In a carnival atmosphere like Backspace and BEA, I find people seldom listen to others. There are crowds of people, background noise, crazy distractions, and personal agendas. John, however, drew me aside, where we sat and talked about his book, his plans, and how I recognized Asberger in someone dear to me. Then he asked me about my book, THE SWORD SWALLOWER’S DAUGHTER. He listened. He showed interest in my book. Then he said, “I’d like to introduce you to the marketing director of St. Martin's; they publish my brother’s books.”

So away we went, little me and big John—he must be in the neighborhood of six-foot, four-inches—winding through the crowd, first to Picador, where he got us copies of his brother’s new book, POSSIBLE SIDE EFFECTS, and then introduced me to the publisher of Picador. Then on to St. Martin’s. The marketing director was not there at the time, but the sales executive gave me the name of the editor and told me to have my agent send the manuscript to her when it was ready for submission. John is an author with an amazing story, but moreso he’s an amazing gentleman with a heart of gold.

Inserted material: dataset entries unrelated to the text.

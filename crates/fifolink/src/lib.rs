//! Stream bytes over FIFO packet radios.
//!
//! fifolink cuts a continuous byte stream into fixed-size frames, each
//! prefixed with a two-byte sync marker, and pushes them through a radio
//! whose only interface is a small on-chip FIFO. The receiving end finds
//! the marker again and streams the payload back out.
//!
//! # Crate Structure
//!
//! - [`transport`]: radio capability trait, byte sources and sinks, simulated radio
//! - [`frame`]: wire format, stream buffer, sync marker detection
//! - [`link`]: transmit framer, receive deframer, and the poll-loop scheduler
//!   (behind the `link` feature)

/// Re-export transport types.
pub mod transport {
    pub use fifolink_transport::*;
}

/// Re-export frame types.
pub mod frame {
    pub use fifolink_frame::*;
}

/// Re-export link types (requires `link` feature).
#[cfg(feature = "link")]
pub mod link {
    pub use fifolink_link::*;
}
use std::sync::atomic::Ordering;

use fifolink_link::{ModeScheduler, Role, SystemClock};
use fifolink_transport::{AirChannel, MockRadio, ThreadedSource, WriterSink};
use tracing::{debug, info};

use crate::cmd::{
    install_ctrlc_handler, is_stdio, open_input, open_output, receiver_caught_up, write_all,
    LinkArgs, LoopbackArgs,
};
use crate::exit::{link_error, transport_error, CliResult, SUCCESS};
use crate::output::{print_run_report, report_writer, EndReport, OutputFormat, RunReport};

pub fn run(args: LoopbackArgs, link: &LinkArgs, format: OutputFormat) -> CliResult<i32> {
    let config = link.resolve()?;
    let frame_size = config.frame_size;
    let clock = SystemClock::new();

    let air = AirChannel::with_capture();
    let source = ThreadedSource::spawn(open_input(&args.input)?)
        .map_err(|err| transport_error("failed to start input reader", err))?;
    let mut tx = ModeScheduler::transmitter(
        MockRadio::new(air.clone()),
        clock,
        config.clone(),
        source,
    )
    .map_err(|err| link_error("transmitter start failed", err))?;

    let sink = WriterSink::new(open_output(&args.output)?);
    let mut rx = ModeScheduler::receiver(MockRadio::new(air.clone()), clock, config, sink)
        .map_err(|err| link_error("receiver start failed", err))?;

    let running = install_ctrlc_handler()?;
    let mut steps = 0u64;
    while running.load(Ordering::SeqCst) {
        tx.step().map_err(|err| link_error("transmit failed", err))?;
        rx.step().map_err(|err| link_error("receive failed", err))?;
        steps += 1;
        if tx.is_drained() && receiver_caught_up(&rx, &air) {
            break;
        }
    }
    debug!(steps, "loopback finished");

    let wire = air.captured().unwrap_or_default();
    if let Some(path) = &args.wire_out {
        write_all(path, &wire)?;
        info!(path = %path.display(), bytes = wire.len(), "wire capture written");
    }

    let report = RunReport {
        command: "loopback",
        frame_size,
        wire_bytes: wire.len(),
        interrupted: !running.load(Ordering::SeqCst),
        ends: vec![
            EndReport {
                role: Role::Transmitter,
                stats: *tx.stats(),
            },
            EndReport {
                role: Role::Receiver,
                stats: *rx.stats(),
            },
        ],
    };
    print_run_report(&report, format, &mut *report_writer(is_stdio(&args.output)));

    Ok(SUCCESS)
}
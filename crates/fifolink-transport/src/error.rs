/// Errors that can occur at the radio or byte stream boundary.
#[derive(Debug, thiserror::Error)]
pub enum TransportError {
    /// The radio did not come up during `begin`.
    #[error("radio failed to begin: {0}")]
    BeginFailed(String),

    /// The reader thread behind a source could not be started.
    #[error("failed to spawn source reader: {0}")]
    Spawn(std::io::Error),
}

pub type Result<T> = std::result::Result<T, TransportError>;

Cover to cover from NY to CA, I read John’s book. LOOK ME IN THE EYE is startling. The more you see into the character of an Aspergian person, the more you may recognize it in people you have known through life. Remember that awkward kid with the wacky glasses? The one who trudged across campus like a robot, a slide rule in his pocket, muttering the periodic table of elements during lunch? I learned in John’s book that Asperger Syndrome was not classified until 1984. The kid I knew in high school was probably Aspergian. I wish I would have been nicer to him.

Summer hasn't yet begun and yet my reading list is full. I picked up several books to give aways throughout the summer. Watch in the coming weeks for contests and you could win.


John Elder Robison said...

I enjoyed meeting you all. And I'm glad you got something out of my book.

Best of luck to you with the sword swallower story.

Carolyn Burns Bass said...

John, you are quick on the blog trigger. It was a joy meeting you and I'm looking forward to reading more from you.

Kim Stagliano said...

Wasn't BEA fun! And you had Backspace too you lucky dog. Here's to seeing our own books at BEA next year.


Susan said...

God, Michael Cader is cute. I'm glad you have the feature where you can blow the pictures up bigger.

This whole post is great, and I'll check out John's book.

A.S.King said...

Man, do I wish I went to BEA...but I guess there's always next year.

Wonderful to see you at BKSP 2007, Carolyn! You are one of my favorite people in the whole world.

xoxo Stella/Amy/Stellamy

jenny gardiner said...

enjoyed the coverage of our New York adventure! thanks for the link too!

Carolyn Burns Bass said...

Susan~ Michael Cader is more than cute. He's adorable. Smart and successful too.

Stellamy~ He he. Next year BEA is in LA, so I'll be looking to host you in my town.

Jenny~ I'll be counting down the days until your book is released.

TR said...

Thank you for visiting my blog. John and I talked about you the other night. He was pleased to meet you at BEA. Your blog is great!

Carolyn Burns Bass said...

TR~ What a cool surprise to see you here. Thanks for stopping by.

TR is a close friend of John Robison and just started a terrific blog called Healing Bear. TR is a therapist specializing in the needs of "start-up" adults. Drop by his blog and say hi.